### Extracted information
--------------------------------

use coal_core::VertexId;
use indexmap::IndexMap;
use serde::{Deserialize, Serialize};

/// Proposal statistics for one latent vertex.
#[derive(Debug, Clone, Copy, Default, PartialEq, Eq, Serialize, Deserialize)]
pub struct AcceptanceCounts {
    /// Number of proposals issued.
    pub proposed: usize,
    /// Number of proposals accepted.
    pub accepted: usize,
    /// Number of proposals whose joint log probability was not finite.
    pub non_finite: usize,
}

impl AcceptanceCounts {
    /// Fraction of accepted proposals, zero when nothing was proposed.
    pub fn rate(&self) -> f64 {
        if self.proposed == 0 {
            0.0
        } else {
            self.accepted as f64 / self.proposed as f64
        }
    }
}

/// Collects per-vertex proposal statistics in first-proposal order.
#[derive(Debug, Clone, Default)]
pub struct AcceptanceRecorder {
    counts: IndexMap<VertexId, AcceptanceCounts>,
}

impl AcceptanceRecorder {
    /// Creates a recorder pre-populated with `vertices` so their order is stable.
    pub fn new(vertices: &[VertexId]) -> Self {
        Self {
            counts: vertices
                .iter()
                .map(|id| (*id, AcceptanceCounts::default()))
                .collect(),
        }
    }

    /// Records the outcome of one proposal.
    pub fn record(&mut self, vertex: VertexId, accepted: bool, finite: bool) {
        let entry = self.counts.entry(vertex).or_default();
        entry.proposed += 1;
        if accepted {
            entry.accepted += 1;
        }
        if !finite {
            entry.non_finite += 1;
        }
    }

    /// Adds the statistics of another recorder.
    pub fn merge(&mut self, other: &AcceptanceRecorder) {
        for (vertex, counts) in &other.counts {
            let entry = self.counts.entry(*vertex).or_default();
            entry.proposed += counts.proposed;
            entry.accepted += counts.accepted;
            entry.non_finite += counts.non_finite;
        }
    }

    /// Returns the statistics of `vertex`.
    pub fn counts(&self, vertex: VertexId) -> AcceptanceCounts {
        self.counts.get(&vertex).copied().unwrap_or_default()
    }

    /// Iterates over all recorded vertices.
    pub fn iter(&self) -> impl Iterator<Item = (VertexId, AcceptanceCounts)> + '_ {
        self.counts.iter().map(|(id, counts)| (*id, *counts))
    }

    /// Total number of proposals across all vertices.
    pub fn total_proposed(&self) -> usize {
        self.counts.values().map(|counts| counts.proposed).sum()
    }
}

--------------------------------

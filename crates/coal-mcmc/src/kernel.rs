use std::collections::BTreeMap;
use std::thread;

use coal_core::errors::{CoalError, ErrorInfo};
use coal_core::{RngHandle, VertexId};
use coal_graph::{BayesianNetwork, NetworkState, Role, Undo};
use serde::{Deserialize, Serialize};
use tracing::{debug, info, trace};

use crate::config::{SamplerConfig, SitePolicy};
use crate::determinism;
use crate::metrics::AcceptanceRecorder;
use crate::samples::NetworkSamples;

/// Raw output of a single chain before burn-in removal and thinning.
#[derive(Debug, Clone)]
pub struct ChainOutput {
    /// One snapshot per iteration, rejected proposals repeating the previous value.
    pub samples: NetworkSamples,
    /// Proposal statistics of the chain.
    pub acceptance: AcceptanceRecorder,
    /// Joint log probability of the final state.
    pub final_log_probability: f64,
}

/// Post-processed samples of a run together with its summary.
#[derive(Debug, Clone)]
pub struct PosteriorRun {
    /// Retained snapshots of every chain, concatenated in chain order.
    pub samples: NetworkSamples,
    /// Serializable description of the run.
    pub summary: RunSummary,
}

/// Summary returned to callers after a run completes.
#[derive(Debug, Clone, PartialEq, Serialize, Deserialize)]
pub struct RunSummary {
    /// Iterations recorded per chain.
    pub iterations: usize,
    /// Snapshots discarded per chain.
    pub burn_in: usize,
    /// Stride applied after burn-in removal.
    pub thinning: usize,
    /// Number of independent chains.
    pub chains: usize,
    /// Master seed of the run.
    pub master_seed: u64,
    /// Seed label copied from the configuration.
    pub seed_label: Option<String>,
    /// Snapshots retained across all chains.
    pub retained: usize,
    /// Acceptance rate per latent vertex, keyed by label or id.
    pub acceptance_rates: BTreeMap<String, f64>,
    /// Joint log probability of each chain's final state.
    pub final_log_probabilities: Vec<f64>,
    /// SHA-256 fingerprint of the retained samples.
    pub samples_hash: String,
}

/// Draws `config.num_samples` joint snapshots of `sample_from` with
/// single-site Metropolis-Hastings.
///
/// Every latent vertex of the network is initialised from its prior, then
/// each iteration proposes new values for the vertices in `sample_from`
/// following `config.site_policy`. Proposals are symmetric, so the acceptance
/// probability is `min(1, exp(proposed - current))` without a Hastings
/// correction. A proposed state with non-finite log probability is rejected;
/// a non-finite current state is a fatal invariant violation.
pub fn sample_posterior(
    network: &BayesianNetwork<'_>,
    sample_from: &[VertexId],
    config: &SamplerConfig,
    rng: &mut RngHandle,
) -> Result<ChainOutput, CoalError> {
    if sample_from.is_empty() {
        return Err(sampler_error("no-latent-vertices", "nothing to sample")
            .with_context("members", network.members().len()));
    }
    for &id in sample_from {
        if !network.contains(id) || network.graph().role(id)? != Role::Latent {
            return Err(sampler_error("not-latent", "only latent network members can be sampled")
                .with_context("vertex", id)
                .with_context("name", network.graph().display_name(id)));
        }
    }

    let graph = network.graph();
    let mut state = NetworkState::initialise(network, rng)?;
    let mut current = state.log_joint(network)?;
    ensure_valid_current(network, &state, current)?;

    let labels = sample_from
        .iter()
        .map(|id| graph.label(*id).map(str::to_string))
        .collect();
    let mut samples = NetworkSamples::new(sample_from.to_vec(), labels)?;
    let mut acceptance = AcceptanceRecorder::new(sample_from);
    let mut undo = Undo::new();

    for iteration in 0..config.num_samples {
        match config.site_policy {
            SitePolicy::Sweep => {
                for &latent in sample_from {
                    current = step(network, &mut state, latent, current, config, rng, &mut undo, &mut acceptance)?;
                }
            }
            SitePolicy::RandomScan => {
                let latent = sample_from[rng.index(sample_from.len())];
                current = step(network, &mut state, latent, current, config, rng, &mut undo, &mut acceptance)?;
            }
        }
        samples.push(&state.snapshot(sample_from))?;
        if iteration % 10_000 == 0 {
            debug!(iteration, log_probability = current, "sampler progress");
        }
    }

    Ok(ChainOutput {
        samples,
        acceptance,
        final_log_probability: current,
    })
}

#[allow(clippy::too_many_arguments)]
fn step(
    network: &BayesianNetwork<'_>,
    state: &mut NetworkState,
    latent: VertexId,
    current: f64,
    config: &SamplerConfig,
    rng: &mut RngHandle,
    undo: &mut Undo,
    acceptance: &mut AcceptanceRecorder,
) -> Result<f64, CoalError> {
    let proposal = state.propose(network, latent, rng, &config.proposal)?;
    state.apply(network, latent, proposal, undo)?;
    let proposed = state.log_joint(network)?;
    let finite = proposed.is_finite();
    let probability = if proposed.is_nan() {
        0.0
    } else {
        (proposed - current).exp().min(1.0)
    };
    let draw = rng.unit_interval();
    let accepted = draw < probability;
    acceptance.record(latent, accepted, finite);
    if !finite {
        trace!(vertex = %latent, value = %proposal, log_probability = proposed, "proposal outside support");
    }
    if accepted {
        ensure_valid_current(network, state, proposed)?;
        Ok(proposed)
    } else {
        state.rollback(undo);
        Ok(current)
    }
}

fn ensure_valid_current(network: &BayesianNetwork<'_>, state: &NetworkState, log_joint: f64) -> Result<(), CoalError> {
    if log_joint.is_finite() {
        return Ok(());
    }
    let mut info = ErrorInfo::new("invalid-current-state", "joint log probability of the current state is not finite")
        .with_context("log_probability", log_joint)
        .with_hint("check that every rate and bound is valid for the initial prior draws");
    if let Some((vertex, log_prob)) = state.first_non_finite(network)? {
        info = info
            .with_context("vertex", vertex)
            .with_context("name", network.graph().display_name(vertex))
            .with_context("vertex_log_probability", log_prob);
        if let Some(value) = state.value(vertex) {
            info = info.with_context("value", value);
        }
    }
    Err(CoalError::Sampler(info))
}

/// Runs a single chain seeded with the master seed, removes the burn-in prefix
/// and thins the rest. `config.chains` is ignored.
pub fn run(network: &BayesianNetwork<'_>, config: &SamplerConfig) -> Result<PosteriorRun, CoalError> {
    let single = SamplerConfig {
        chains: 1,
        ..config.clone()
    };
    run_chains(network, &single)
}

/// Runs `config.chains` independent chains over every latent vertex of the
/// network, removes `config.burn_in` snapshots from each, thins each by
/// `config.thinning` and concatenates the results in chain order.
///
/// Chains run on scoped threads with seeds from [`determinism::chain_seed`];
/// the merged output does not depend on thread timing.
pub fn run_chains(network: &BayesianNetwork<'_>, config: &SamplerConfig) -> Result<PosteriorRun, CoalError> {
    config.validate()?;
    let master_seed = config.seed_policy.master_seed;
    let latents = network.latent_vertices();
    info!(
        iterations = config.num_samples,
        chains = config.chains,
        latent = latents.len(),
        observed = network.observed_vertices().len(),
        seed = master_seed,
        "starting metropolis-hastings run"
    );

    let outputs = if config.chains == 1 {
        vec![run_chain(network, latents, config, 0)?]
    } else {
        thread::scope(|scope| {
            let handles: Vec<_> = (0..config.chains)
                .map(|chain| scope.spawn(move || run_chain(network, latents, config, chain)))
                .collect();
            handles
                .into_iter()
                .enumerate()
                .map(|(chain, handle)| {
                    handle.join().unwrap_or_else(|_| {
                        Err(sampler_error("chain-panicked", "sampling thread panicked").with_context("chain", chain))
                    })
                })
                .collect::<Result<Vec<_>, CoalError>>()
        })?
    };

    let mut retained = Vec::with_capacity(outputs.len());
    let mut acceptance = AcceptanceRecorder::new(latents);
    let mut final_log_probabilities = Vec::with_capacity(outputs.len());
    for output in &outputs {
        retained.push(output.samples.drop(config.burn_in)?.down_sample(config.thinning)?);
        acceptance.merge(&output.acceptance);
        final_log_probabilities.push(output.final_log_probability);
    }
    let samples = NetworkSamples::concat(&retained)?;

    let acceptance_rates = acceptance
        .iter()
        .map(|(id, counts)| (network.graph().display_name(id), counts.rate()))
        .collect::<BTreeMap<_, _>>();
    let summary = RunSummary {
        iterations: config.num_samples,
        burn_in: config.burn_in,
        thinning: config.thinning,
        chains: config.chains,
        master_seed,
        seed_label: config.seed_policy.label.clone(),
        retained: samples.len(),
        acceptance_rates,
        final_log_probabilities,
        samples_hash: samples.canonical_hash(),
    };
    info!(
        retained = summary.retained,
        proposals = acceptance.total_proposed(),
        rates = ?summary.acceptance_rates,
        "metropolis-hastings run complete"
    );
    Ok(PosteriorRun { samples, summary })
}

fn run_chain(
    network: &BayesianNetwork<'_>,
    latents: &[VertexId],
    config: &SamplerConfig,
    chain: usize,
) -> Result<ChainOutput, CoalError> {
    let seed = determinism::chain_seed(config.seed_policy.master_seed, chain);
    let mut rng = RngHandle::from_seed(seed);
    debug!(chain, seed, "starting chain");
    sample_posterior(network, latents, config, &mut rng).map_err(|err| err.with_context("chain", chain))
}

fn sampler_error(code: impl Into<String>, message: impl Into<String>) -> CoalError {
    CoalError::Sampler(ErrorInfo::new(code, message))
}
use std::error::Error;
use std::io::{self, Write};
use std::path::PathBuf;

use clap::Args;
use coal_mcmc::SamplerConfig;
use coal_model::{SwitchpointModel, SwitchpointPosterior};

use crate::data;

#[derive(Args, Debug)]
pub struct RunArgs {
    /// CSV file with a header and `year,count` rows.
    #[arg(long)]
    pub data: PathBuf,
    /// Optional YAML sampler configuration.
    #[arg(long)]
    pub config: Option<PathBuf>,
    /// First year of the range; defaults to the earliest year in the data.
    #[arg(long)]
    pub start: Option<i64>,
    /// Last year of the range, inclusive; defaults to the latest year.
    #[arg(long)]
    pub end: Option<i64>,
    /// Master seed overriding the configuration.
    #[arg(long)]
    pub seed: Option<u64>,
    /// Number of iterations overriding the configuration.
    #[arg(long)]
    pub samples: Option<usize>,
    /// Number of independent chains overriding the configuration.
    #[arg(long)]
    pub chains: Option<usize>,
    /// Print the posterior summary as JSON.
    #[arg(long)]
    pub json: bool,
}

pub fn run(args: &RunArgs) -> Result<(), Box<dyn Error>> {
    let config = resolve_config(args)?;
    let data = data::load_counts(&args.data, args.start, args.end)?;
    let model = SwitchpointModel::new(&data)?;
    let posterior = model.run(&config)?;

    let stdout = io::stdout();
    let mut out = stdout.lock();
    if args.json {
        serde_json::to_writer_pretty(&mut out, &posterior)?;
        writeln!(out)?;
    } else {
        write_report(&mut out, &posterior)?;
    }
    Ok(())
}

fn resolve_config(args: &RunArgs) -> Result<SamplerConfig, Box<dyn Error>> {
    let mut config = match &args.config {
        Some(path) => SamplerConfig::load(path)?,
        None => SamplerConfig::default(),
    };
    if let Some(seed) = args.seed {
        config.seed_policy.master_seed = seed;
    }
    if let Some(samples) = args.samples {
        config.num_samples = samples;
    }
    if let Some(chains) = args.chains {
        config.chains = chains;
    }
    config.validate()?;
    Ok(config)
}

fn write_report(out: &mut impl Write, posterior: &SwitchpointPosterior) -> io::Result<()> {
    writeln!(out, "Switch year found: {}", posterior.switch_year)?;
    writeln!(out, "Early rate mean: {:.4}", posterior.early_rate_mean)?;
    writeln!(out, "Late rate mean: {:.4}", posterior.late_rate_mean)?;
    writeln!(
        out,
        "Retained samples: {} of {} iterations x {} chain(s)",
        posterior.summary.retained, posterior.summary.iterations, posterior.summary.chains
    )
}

--------------------------------

### Directions
Gather every line from the listing above in which the word "defaults" appears.

### Solution for this problem
    /// First year of the range; defaults to the earliest year in the data.
    /// Last year of the range, inclusive; defaults to the latest year.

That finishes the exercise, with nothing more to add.